impl Runner {
    /// Start a new run of `agent` against `input`, using `config` to reach
    /// the Responses endpoint.
    #[must_use]
    pub fn new(agent: Agent, input: Conversation, config: ApiConfig, options: RunOptions) -> Self {
        let trace = if config.tracing_disabled() {
            None
        } else {
            Some(Trace::start(agent.name(), serde_json::Value::Null, now()))
        };

        Self {
            agent,
            context: RunContext::new(),
            conversation: input,
            max_turns: options.max_turns,
            tool_timeout: options.tool_timeout,
            run_timeout: options.timeout,
            previous_response_id: options.previous_response_id,
            response_id: None,
            config,
            trace,
            run_hooks: Arc::new(NoopRunHooks),
            start: Instant::now(),
        }
    }

    /// Attach run-level hooks, replacing the default no-op implementation.
    #[must_use]
    pub fn with_run_hooks(mut self, hooks: BoxedRunHooks) -> Self {
        self.run_hooks = hooks;
        self
    }

    /// Drive the run to completion synchronously, bounded by the
    /// configured aggregate `timeout`.
    ///
    /// # Errors
    /// See `AgentError` variants; any failure aborts the run.
    #[instrument(skip(self), fields(agent = %self.agent.name()))]
    pub async fn run(mut self) -> Result<RunResult> {
        let timeout = self.run_timeout;
        match tokio::time::timeout(timeout, self.drive(None)).await {
            Ok(result) => result,
            Err(_elapsed) => Err(AgentError::NetworkError {
                underlying: "run exceeded aggregate timeout".to_owned(),
            }),
        }
    }

    /// Drive the run on a background task, forwarding every event to a
    /// [`StreamConsumer`] the caller pulls from. Dropping the returned
    /// consumer does not stop the background task; callers that need
    /// cancellation should hold the returned `JoinHandle` and `abort()` it.
    #[must_use]
    pub fn stream(mut self) -> (tokio::task::JoinHandle<Result<RunResult>>, StreamConsumer) {
        let (producer, consumer) = stream_buffer::channel();
        let handle = tokio::spawn(async move {
            let result = self.drive(Some(producer.clone())).await;
            producer.complete();
            result
        });
        (handle, consumer)
    }

    async fn drive(&mut self, stream: Option<crate::stream_buffer::StreamProducer>) -> Result<RunResult> {
        self.run_hooks.on_agent_start(&self.context, self.agent.name()).await;
        self.agent.hooks().on_start(&self.context).await;

        let result = loop {
            match self.check_turn_limit() {
                Ok(()) => {}
                Err(err) => break Err(err),
            }

            match self.process_turn(stream.as_ref()).await {
                Ok(Outcome::Terminate(output)) => {
                    self.run_hooks
                        .on_agent_end(&self.context, self.agent.name(), &serde_json::Value::String(output.clone()))
                        .await;
                    break Ok(RunResult {
                        output,
                        usage: self.context.usage().clone(),
                        trace_id: self.trace.as_ref().map(|t| t.id.clone()),
                        response_id: self.response_id.clone(),
                        duration: self.start.elapsed(),
                    });
                }
                Ok(Outcome::Continue) => continue,
                Err(err) => break Err(err),
            }
        };

        if let Err(err) = &result {
            self.run_hooks.on_error(&self.context, self.agent.name(), err).await;
            self.agent.hooks().on_error(&self.context, err).await;
        }

        if let Some(trace) = &mut self.trace {
            let result_json = match &result {
                Ok(r) => serde_json::json!({"output": r.output}),
                Err(e) => serde_json::json!({"error": e.to_string()}),
            };
            trace.end(result_json, now());
        }

        result
    }

    fn check_turn_limit(&self) -> Result<()> {
        if self.context.turn() >= self.max_turns {
            return Err(AgentError::MaxTurnsExceeded { turns: self.context.turn() });
        }
        Ok(())
    }

    async fn process_turn(
        &mut self,
        stream: Option<&crate::stream_buffer::StreamProducer>,
    ) -> Result<Outcome> {
        guardrail::run_input_guardrails(
            self.agent.input_guardrails(),
            &self.context,
            self.agent.name(),
            &self.conversation,
        )
        .await?;

        let response = match stream {
            Some(producer) => self.call_model_streaming(producer).await?,
            None => self.call_model().await?,
        };

        self.response_id = Some(response.id.clone());
        self.context.update_usage(response.usage.clone());

        self.classify(response.output).await
    }

    fn build_request(&self, stream: bool) -> Request {
        let mut tools: Vec<_> = self.agent.tools().definitions();
        tools.extend(self.agent.handoffs().iter().map(handoff::Handoff::definition));

        let mut request = Request::new(self.agent.model().unwrap_or("gpt-4o").to_owned());
        request.instructions = Some(self.agent.instructions(&self.context));
        request.input = self.conversation.items().to_vec();
        request.tools = tools;
        request.stream = stream;
        request.model_settings = self.agent.model_settings().clone();
        if self.context.turn() == 0 {
            request.previous_response_id = self.previous_response_id.clone();
        }
        request
    }

    async fn call_model(&mut self) -> Result<model::Response> {
        debug!(turn = self.context.turn(), "calling model");
        let request = self.build_request(false);
        model::create_completion(&request, &self.config).await
    }

    async fn call_model_streaming(
        &mut self,
        producer: &crate::stream_buffer::StreamProducer,
    ) -> Result<model::Response> {
        let request = self.build_request(true);
        let mut raw_stream = Box::pin(model::create_stream(request, &self.config).await?);

        let mut text = String::new();
        let mut calls: Vec<(String, String, String)> = Vec::new(); // (call_id, name, arguments)
        let mut usage = Usage::default();
        let mut response_id = String::new();
        let mut model_name = String::new();
        let mut created_at = 0_i64;

        use futures::StreamExt;
        while let Some(frame) = raw_stream.next().await {
            let raw = frame?;
            let Some(event) = model::sse::normalise(&raw) else { continue };

            match &event {
                Event::ResponseCreated { response_id: id, model, created_at: ts } => {
                    response_id.clone_from(id);
                    model_name.clone_from(model);
                    created_at = *ts;
                }
                Event::TextDelta { text: delta, .. } => text.push_str(delta),
                Event::ToolCall { name, call_id, arguments } => {
                    calls.push((call_id.clone(), name.clone(), arguments.clone()));
                }
                Event::FunctionCallArgumentsDelta { call_id, arguments_fragment, .. } => {
                    if let Some(call) = calls.iter_mut().find(|(id, ..)| id == call_id) {
                        call.2.push_str(arguments_fragment);
                    }
                }
                Event::ResponseCompleted { usage: final_usage, .. } => usage = final_usage.clone(),
                Event::StreamComplete => {}
                Event::Unknown { .. } | Event::UsageUpdate { .. } => {}
            }

            let terminal = event.is_terminal();
            producer.emit(event);
            if terminal {
                break;
            }
        }

        let mut output = Vec::new();
        if !text.is_empty() {
            output.push(OutputItem::Text(text));
        }
        for (call_id, name, arguments) in calls {
            output.push(OutputItem::FunctionCall { call_id, name, arguments });
        }

        Ok(model::Response {
            id: response_id,
            model: model_name,
            created_at,
            usage,
            output,
        })
    }

    async fn classify(&mut self, output: Vec<OutputItem>) -> Result<Outcome> {
        let mut text_parts = Vec::new();
        let mut calls = Vec::new();
        let mut handoff_target: Option<String> = None;

        for item in output {
            match item {
                OutputItem::Text(text) => text_parts.push(text),
                OutputItem::FunctionCall { call_id, name, arguments } => calls.push((call_id, name, arguments)),
                OutputItem::Handoff { target } => handoff_target = handoff_target.or(Some(target)),
                OutputItem::Other(_) => {}
            }
        }

        // Function calls take precedence over bare text in the same response.
        if !calls.is_empty() {
            let call_pairs: Vec<(String, serde_json::Value)> = calls
                .iter()
                .map(|(_, name, args)| {
                    (
                        name.clone(),
                        serde_json::from_str(args).unwrap_or(serde_json::Value::Null),
                    )
                })
                .collect();

            if let Some(resolved) = handoff::resolve(self.agent.handoffs(), &call_pairs) {
                let handoff = resolved.handoff.clone();
                return Ok(self.apply_handoff(&handoff).await);
            }

            if let Some((_, name, _)) = calls.iter().find(|(_, name, _)| name.starts_with(handoff::HANDOFF_PREFIX)) {
                return Err(AgentError::HandoffError {
                    reason: format!("unknown handoff target in call '{name}': no matching configured handoff"),
                });
            }

            return self.dispatch_tool_calls(calls).await;
        }

        // A bare `handoff` item (as opposed to a `handoff_to_*` function
        // call) carries only a target agent name; resolve it against the
        // agent's own configured handoffs the same way §4.H does.
        if let Some(target) = handoff_target {
            if let Some(handoff) = self.agent.handoffs().iter().find(|h| h.target() == target).cloned() {
                return Ok(self.apply_handoff(&handoff).await);
            }

            return Err(AgentError::HandoffError {
                reason: format!("unresolved handoff target '{target}': no matching configured handoff"),
            });
        }

        if !text_parts.is_empty() {
            let joined = text_parts.join("");
            let validated = guardrail::run_output_guardrails(
                self.agent.output_guardrails(),
                &self.context,
                self.agent.name(),
                serde_json::Value::String(joined),
            )
            .await?;
            let output = validated.as_str().unwrap_or_default().to_owned();
            self.conversation.push(Item::Text { text: output.clone() });
            return Ok(Outcome::Terminate(output));
        }

        Err(AgentError::UnexpectedResponse {
            message: "model response contained no text, function calls, or handoff".to_owned(),
        })
    }

    /// Switch the Runner to `handoff`'s target agent, applying its input
    /// filter to the conversation carried across and resetting the turn
    /// counter for the new agent.
    async fn apply_handoff(&mut self, handoff: &handoff::Handoff) -> Outcome {
        let target_agent = (**handoff.agent()).clone();
        let target_name = target_agent.name().to_owned();
        let filtered = handoff.apply_filter(std::mem::take(&mut self.conversation));

        self.run_hooks.on_handoff(&self.context, self.agent.name(), &target_name).await;
        self.agent.hooks().on_handoff(&self.context, &target_name).await;

        self.agent = target_agent;
        self.conversation = filtered;
        self.context.reset_turn();
        Outcome::Continue
    }

    async fn dispatch_tool_calls(&mut self, calls: Vec<(String, String, String)>) -> Result<Outcome> {
        let pending: Vec<PendingCall> = calls
            .iter()
            .map(|(call_id, name, arguments)| PendingCall {
                name: name.clone(),
                call_id: call_id.clone(),
                arguments: arguments.clone(),
            })
            .collect();

        for (call_id, name, arguments) in &calls {
            self.conversation.push(Item::FunctionCall {
                call_id: call_id.clone(),
                name: name.clone(),
                arguments: arguments.clone(),
            });
            self.run_hooks.on_tool_start(&self.context, self.agent.name(), name).await;
            self.agent.hooks().on_tool_start(&self.context, name).await;
        }

        let span_id = self.trace.as_mut().map(|t| {
            t.record_span(SpanType::Function, serde_json::json!({"calls": calls.len()}), now())
        });

        let outputs = dispatch::dispatch(&pending, self.agent.tools(), &self.context, self.tool_timeout).await;

        if let (Some(trace), Some(span_id)) = (&mut self.trace, &span_id) {
            trace.end_span(span_id, serde_json::json!({"completed": outputs.len()}), now());
        }

        for (output, (_, name, _)) in outputs.iter().zip(calls.iter()) {
            if let Item::FunctionCallOutput { output: result, .. } = output {
                self.run_hooks.on_tool_end(&self.context, self.agent.name(), name, result).await;
                self.agent.hooks().on_tool_end(&self.context, name, result).await;
            }
        }

        self.conversation.extend(outputs);

        self.context.advance_turn();
        Ok(Outcome::Continue)
    }
}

**WHAT THE TASK ASKS**
Given the data above, which lines hold the string "outputs"? Return them.

**OUTPUT FOR THIS TASK**
        let outputs = dispatch::dispatch(&pending, self.agent.tools(), &self.context, self.tool_timeout).await;
            trace.end_span(span_id, serde_json::json!({"completed": outputs.len()}), now());
        for (output, (_, name, _)) in outputs.iter().zip(calls.iter()) {
        self.conversation.extend(outputs);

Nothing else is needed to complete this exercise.